More from the e-book trenches

(Note: The following is a cross-post from my LJ, and expresses my opinions. It is not meant to reflect the opinions of the Wyrdsmiths in any way. I post it here primarily for it's informative content re. Amazon's action on Friday.)

From the "This Just In" Dept.:

According to Jim Hines, among others including John Scalzi, Jay Lake and....well, I'm sure you can Google it all yourself), the entirety of MacMillan publishing's books (including SF/F imprint Tor) was pulled from Amazon on Friday. The, as of my reading, single anonymous source cited re. motives states that:

...the disappearance is the result of a disagreement between and book publishers that has been brewing for the last year. Macmillan, like other publishers, has asked Amazon to raise the price of electronic books from $9.99 to around $15. Amazon is expressing its strong disagreement by temporarily removing Macmillan books, said this person, who did not want to be quoted by name because of the sensitivity of the matter.

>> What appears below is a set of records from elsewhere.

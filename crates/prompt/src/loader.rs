//! Prompt loader for YAML prompt definitions.

use crate::types::PromptDefinition;
use multihop_core::{AppError, AppResult};
use std::path::Path;

/// Load a prompt definition by ID from a prompts directory.
///
/// Looks for a file named `<id>.yml` in `prompts_dir`.
///
/// # Example
/// ```no_run
/// use multihop_prompt::load_prompt;
/// use std::path::Path;
///
/// # fn example() -> Result<(), Box<dyn std::error::Error>> {
/// let prompt = load_prompt(Path::new(".multihop/prompts"), "multihop.answer")?;
/// println!("Loaded prompt: {}", prompt.title);
/// # Ok(())
/// # }
/// ```
pub fn load_prompt(prompts_dir: &Path, prompt_id: &str) -> AppResult<PromptDefinition> {
    try_load_prompt(prompts_dir, prompt_id)?.ok_or_else(|| {
        AppError::Prompt(format!(
            "Prompt file not found: {:?}",
            prompt_path(prompts_dir, prompt_id)
        ))
    })
}

/// Load a prompt definition if its file exists.
///
/// A present but invalid file is an error rather than `None`.
pub fn try_load_prompt(prompts_dir: &Path, prompt_id: &str) -> AppResult<Option<PromptDefinition>> {
    let prompt_file = prompt_path(prompts_dir, prompt_id);

    if !prompt_file.exists() {
        return Ok(None);
    }

    tracing::debug!("Loading prompt from: {:?}", prompt_file);

    let contents = std::fs::read_to_string(&prompt_file).map_err(|e| {
        AppError::Prompt(format!(
            "Failed to read prompt file {:?}: {}",
            prompt_file, e
        ))
    })?;

    let definition: PromptDefinition = serde_yaml::from_str(&contents).map_err(|e| {
        AppError::Prompt(format!(
            "Failed to parse prompt YAML {:?}: {}",
            prompt_file, e
        ))
    })?;

    validate_prompt(&definition, prompt_id)?;

    tracing::info!("Loaded prompt override: {} ({})", definition.id, definition.title);

    Ok(Some(definition))
}

/// List all prompt IDs available in a prompts directory.
pub fn list_prompts(prompts_dir: &Path) -> AppResult<Vec<String>> {
    if !prompts_dir.exists() {
        return Ok(Vec::new());
    }

    let mut prompt_ids = Vec::new();

    for entry in walkdir::WalkDir::new(prompts_dir)
        .max_depth(1)
        .into_iter()
        .filter_map(|e| e.ok())
    {
        let path = entry.path();
        if path.is_file() && path.extension().and_then(|s| s.to_str()) == Some("yml") {
            if let Some(stem) = path.file_stem().and_then(|s| s.to_str()) {
                prompt_ids.push(stem.to_string());
            }
        }
    }

    prompt_ids.sort();
    Ok(prompt_ids)
}

fn prompt_path(prompts_dir: &Path, prompt_id: &str) -> std::path::PathBuf {
    prompts_dir.join(format!("{}.yml", prompt_id))
}

/// Validate a prompt definition.
fn validate_prompt(def: &PromptDefinition, expected_id: &str) -> AppResult<()> {
    if def.id != expected_id {
        return Err(AppError::Prompt(format!(
            "Prompt ID '{}' does not match file name '{}'",
            def.id, expected_id
        )));
    }

    if def.title.is_empty() {
        return Err(AppError::Prompt("Prompt title cannot be empty".to_string()));
    }

    if def.template.trim().is_empty() {
        return Err(AppError::Prompt(
            "Prompt template cannot be empty".to_string(),
        ));
    }

    if !def.api_version.contains('.') {
        return Err(AppError::Prompt(format!(
            "Invalid apiVersion format: {}. Expected format: 'x.y'",
            def.api_version
        )));
    }

    Ok(())
}
use std::fmt;

use bitvec::prelude::*;

use crate::error::{Error, Result};

struct BitReader {
    bits: BitVec<u8, Msb0>,
    pos: usize,
}

impl BitReader {
    fn from_hex(hex: &str) -> Result<BitReader> {
        let mut bits = BitVec::with_capacity(4 * hex.len());
        for (ix, c) in hex.chars().enumerate() {
            let nibble = c.to_digit(16)
                .ok_or_else(|| Error::parse(1, format!("bad hex digit {:?} at offset {}", c, ix)))?;
            for shift in (0 .. 4).rev() {
                bits.push(nibble >> shift & 1 == 1);
            }
        }
        Ok(BitReader {bits, pos: 0})
    }

    /// Reads `n` bits as an unsigned big-endian number.
    fn read(&mut self, n: usize) -> Result<u64> {
        let field = self.bits.get(self.pos .. self.pos + n)
            .ok_or_else(|| Error::Input(format!("packet stream ends early at bit {}", self.pos)))?;
        self.pos += n;
        Ok(field.iter().by_vals().fold(0, |acc, bit| acc << 1 | bit as u64))
    }
}

#[derive(Clone, Copy, Debug, PartialEq)]
enum Op {Sum, Product, Min, Max, Greater, Less, Equal}

#[derive(Debug)]
enum Packet {
    Literal {version: u8, value: u64},
    Operator {version: u8, op: Op, args: Vec<Packet>},
}

fn parse_packet(r: &mut BitReader) -> Result<Packet> {
    let version = r.read(3)? as u8;
    let op = match r.read(3)? {
        4 => {
            let mut value = 0u64;
            loop {
                let more = r.read(1)? == 1;
                if value >> 60 != 0 {return Err(Error::Input("literal does not fit in 64 bits".into()))};
                value = value << 4 | r.read(4)?;
                if !more {break};
            }
            return Ok(Packet::Literal {version, value});
        }
        0 => Op::Sum, 1 => Op::Product, 2 => Op::Min, 3 => Op::Max,
        5 => Op::Greater, 6 => Op::Less, 7 => Op::Equal,
        id => return Err(Error::Input(format!("unknown packet type {}", id)))
    };

    let mut args = vec![];
    if r.read(1)? == 0 {
        let end = r.read(15)? as usize + r.pos;
        while r.pos < end {
            args.push(parse_packet(r)?);
        }
        if r.pos != end {
            return Err(Error::Input(format!("sub-packets overrun their length at bit {}", r.pos)));
        }
    } else {
        for _ in 0 .. r.read(11)? {
            args.push(parse_packet(r)?);
        }
    }

    let arity_ok = match op {
        Op::Greater | Op::Less | Op::Equal => args.len() == 2,
        _ => !args.is_empty()
    };
    if !arity_ok {
        return Err(Error::Input(format!("{:?} packet with {} operands", op, args.len())));
    }
    Ok(Packet::Operator {version, op, args})
}

impl Packet {
    fn version_sum(&self) -> u64 {
        match self {
            Packet::Literal {version, ..} => *version as u64,
            Packet::Operator {version, args, ..} =>
                *version as u64 + args.iter().map(Packet::version_sum).sum::<u64>(),
        }
    }

    fn eval(&self) -> Result<u64> {
        let overflow = || Error::NoAnswer("expression overflows 64 bits".into());
        let (op, args) = match self {
            Packet::Literal {value, ..} => return Ok(*value),
            Packet::Operator {op, args, ..} => (*op, args),
        };
        let values = args.iter().map(Packet::eval).collect::<Result<Vec<_>>>()?;
        Ok(match op {
            Op::Sum => values.iter().try_fold(0u64, |a, &v| a.checked_add(v)).ok_or_else(overflow)?,
            Op::Product => values.iter().try_fold(1u64, |a, &v| a.checked_mul(v)).ok_or_else(overflow)?,
            Op::Min => values.iter().copied().min().unwrap_or(0),
            Op::Max => values.iter().copied().max().unwrap_or(0),
            Op::Greater => (values[0] > values[1]) as u64,
            Op::Less => (values[0] < values[1]) as u64,
            Op::Equal => (values[0] == values[1]) as u64,
        })
    }
}

/// Renders the packet as an S-expression, e.g. `(+ 1 (* 2 3))`.
impl fmt::Display for Packet {
    fn fmt(&self, f: &mut fmt::Formatter<'_>) -> fmt::Result {
        let (op, args) = match self {
            Packet::Literal {value, ..} => return write!(f, "{}", value),
            Packet::Operator {op, args, ..} => (op, args),
        };
        let symbol = match op {
            Op::Sum => "+", Op::Product => "*", Op::Min => "min", Op::Max => "max",
            Op::Greater => ">", Op::Less => "<", Op::Equal => "=",
        };
        write!(f, "({}", symbol)?;
        for arg in args {
            write!(f, " {}", arg)?;
        }
        write!(f, ")")
    }
}

fn decode(input: &str) -> Result<Packet> {
    let mut reader = BitReader::from_hex(input.trim())?;
    parse_packet(&mut reader)
}

pub fn solve(part: u8, input: &str) -> Result<String> {
    let packet = decode(input)?;
    log::debug!("decoded {}", packet);
    if part == 1 {
        Ok(packet.version_sum().to_string())
    } else {
        Ok(packet.eval()?.to_string())
    }
}

#[cfg(test)]
mod tests {
    use super::*;

    #[test]
    fn literal() {
        match decode("D2FE28").unwrap() {
            Packet::Literal {version, value} => assert_eq!((version, value), (6, 2021)),
            other => panic!("expected a literal, got {}", other),
        }
    }

    #[test]
    fn version_sums() {
        assert_eq!(solve(1, "8A004A801A8002F478").unwrap(), "16");
        assert_eq!(solve(1, "620080001611562C8802118E34").unwrap(), "12");
        assert_eq!(solve(1, "C0015000016115A2E0802F182340").unwrap(), "23");
        assert_eq!(solve(1, "A0016C880162017C3686B18A3D4780").unwrap(), "31");
    }

    #[test]
    fn values() {
        assert_eq!(solve(2, "C200B40A82").unwrap(), "3");
        assert_eq!(solve(2, "04005AC33890").unwrap(), "54");
        assert_eq!(solve(2, "880086C3E88112").unwrap(), "7");
        assert_eq!(solve(2, "CE00C43D881120").unwrap(), "9");
        assert_eq!(solve(2, "D8005AC2A8F0").unwrap(), "1");
        assert_eq!(solve(2, "F600BC2D8F").unwrap(), "0");
        assert_eq!(solve(2, "9C005AC2F8F0").unwrap(), "0");
        assert_eq!(solve(2, "9C0141080250320F1802104A08").unwrap(), "1");
    }

    #[test]
    fn renders_s_expressions() {
        assert_eq!(decode("C200B40A82").unwrap().to_string(), "(+ 1 2)");
        assert_eq!(decode("9C0141080250320F1802104A08").unwrap().to_string(), "(= (+ 1 3) (* 2 2))");
    }

    #[test]
    fn truncated_stream() {
        assert!(solve(1, "C200B4").is_err());
        assert!(solve(1, "XYZ").is_err());
    }
}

Clearly, this is a business dispute among giants, and falls mainly along economic lines (the following conversation is entirely hypothetical and possibly more mature than any real corporate conversation that occurred):

MacMillan: "Hey, we want you to sell our books for more money so we can make a better profit."
Amazon: "Um, no. We have to sell Kindles because we have our ass into them financially and publically. We need to keep the prices low so people will buy our reader."
Mac: "Yeah, but Apple just said they'd let us set our own pricing in their new iBook store."
Amazon: "Yeah, we saw that. That's why we're busy panicking over here. Get it?"
Mac: "But we've been taking it on the chin. Everyone says our industry is dying. Can't you help a brother out here?"
Amazon: "What part of 'panic' don't you understand?"
Mac: "Dude, we have more experience with panic in our little finger than you've had in your entire body. Panic which you've helped bring around, btw, Mr. 'Who needs a paper book when you can have super-shiny-Kindle-crack'?"
Amazon" "Well, bite me."
Mac: "Asshole."
Amazon: "Dick."
Mac: "Loser"
Amazon: "Dweeb."
Mac: "The iPad is like 10 times cooler than your dick-head Kindle anyhow."
Amazon: "That's it! Your books are SO toast!"
Mac: "Baby!"
Amazon: "Whiner!"
...and so on...

In the end, though, I think both Skalzi and Lake have points when they say that this dust-up does nothing to help either the writers or readers who are on standing at the short end of this stick. Pulling titles, while is sends a message to the publisher, also hurts the readers and writers, as well as sending consumers to other, alternate sites, no matter what the motive. The is the kind of publicity that could come back to bite Amazon in the nether-regions; but it could also be a tempest in a teapot, given their already large market share as well as many people's proclivity to favor price and convenience over taking a stand on something like this. The big questions for me on this is not what Amazon will end up doing once word gets around, but whether or not MacMillan and consumers will blink before Amazon makes their next move.

Update: MacMillan CEO John Sargent has published an open letter over at Publisher's Lunch on the matter from his company's POV. It being a weekend, no news from Amazon yet.